Sexual offences not a true reflection of rape reality

By Safiyia Stanfley, MPL, Democratic Alliance Women’s Network Provincial Chairperson:

The drop in the sexual offences in the province is not significant to the reality of many women who fall victim to rape.

Many women do not report rape because they fear second-hand victimization at the hands of police officials.

 

Some of the rape incidents are not reported because of fear and a lack of faith in the policing and the judicial systems.

Rape victims also fear being disbelieved by members of the police service and fear of knowing the offender and feeling ashamed.

In the Northern Cape a total of 1 587 sexual offences were reported, but many such crimes have gone unreported. These figures do indicate the reality on the ground.

DAWN is greatly concerned because rape statistics are not reported separately by the police, but fall under the sexual offences category, which includes rape and sexual assault (of men, women and children).

The assumption that all sexual offences were rapes is false and misleading, what compounds the matter even further is that the police subliminally assume that all the victims are women.

These statistics do not reflect the reality of rape in the province.

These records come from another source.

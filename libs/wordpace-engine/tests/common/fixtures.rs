//! Seed catalog and request builders.

use wordpace_engine::catalog::{CatalogLesson, CatalogWord, MemoryCatalog};
use wordpace_engine::models::{
    CefrLevel, Level, QuestionFormat, ReviewMode, Streak, SubmitBatchRequest, WordAnswer,
};

/// Lesson every seeded word belongs to.
pub const LESSON_ID: i64 = 10;

/// Parent course of [`LESSON_ID`].
pub const COURSE_ID: i64 = 100;

/// Lesson seeded without a parent course.
pub const ORPHAN_LESSON_ID: i64 = 20;

/// Catalog with six words (CEFR A1, A2, B1, B2, C1, untagged) in one
/// lesson, plus a lesson that has no parent course.
pub fn catalog() -> MemoryCatalog {
    let tags = [
        Some(CefrLevel::A1),
        Some(CefrLevel::A2),
        Some(CefrLevel::B1),
        Some(CefrLevel::B2),
        Some(CefrLevel::C1),
        None,
    ];
    let mut catalog = MemoryCatalog::new()
        .with_lesson(CatalogLesson {
            id: LESSON_ID,
            course_id: Some(COURSE_ID),
        })
        .with_lesson(CatalogLesson {
            id: ORPHAN_LESSON_ID,
            course_id: None,
        });
    for (i, cefr) in tags.into_iter().enumerate() {
        catalog = catalog.with_word(CatalogWord {
            id: i as i64 + 1,
            lesson_id: Some(LESSON_ID),
            cefr,
        });
    }
    catalog
}

/// Answer for a learn pass; correctness is irrelevant in learn mode.
pub fn learn_answer(word_id: i64) -> WordAnswer {
    WordAnswer {
        word_id,
        level: Level::MIN,
        streak: Streak::MIN,
        is_correct: None,
        question_format: QuestionFormat::MultipleChoice,
    }
}

/// Review answer echoing the prior state the client quizzed from.
pub fn review_answer(word_id: i64, level: u8, streak: u8, is_correct: bool) -> WordAnswer {
    WordAnswer {
        word_id,
        level: Level::new(level),
        streak: Streak::new(streak),
        is_correct: Some(is_correct),
        question_format: QuestionFormat::FillBlank,
    }
}

/// Learn-mode batch against [`LESSON_ID`].
pub fn learn_batch(word_ids: &[i64]) -> SubmitBatchRequest {
    SubmitBatchRequest {
        mode: ReviewMode::Learn,
        lesson_id: Some(LESSON_ID),
        words: word_ids.iter().copied().map(learn_answer).collect(),
    }
}

/// Review-mode batch.
pub fn review_batch(words: Vec<WordAnswer>) -> SubmitBatchRequest {
    SubmitBatchRequest {
        mode: ReviewMode::Review,
        lesson_id: None,
        words,
    }
}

The lack of proper victim support and empowerment units at various police stations in the province is also a cause for great concern.

It is estimated that over 40% of South African women will be raped in their lifetime and that only 1 in 9 rapes are reported. It is also estimated that only 14% of perpetrators of rape are convicted in South Africa.

Many rape victims will not report the matter to the police because of fear to be judged and to be embarrassed with revealing the details of the ordeal.

Victims get judged that they wanted it because they were drunk or how they dressed.

When a woman wears a short skirt or a revealing top does not always mean that she is sending out a signal that she is available for sex. A woman always has the right to choose if, when and with whom she has sex.

It is a fable that it’s not rape if a woman wears revealing clothing, because then she wants sex, the truth is that both men and women sometimes get drunk – it is not a crime to drink but it is a crime to rape. Sex without consent is always rape, no matter what the circumstances.

DAWN in the Northern Cape believes its time that – 1) rape cases of women be reportedly separately, 2) special training be given to police officers to enable them to come up with a conclusive case that leads to the conviction of an offender and 3) victim support units occupied by trained counselors in private space be made available to all police stations.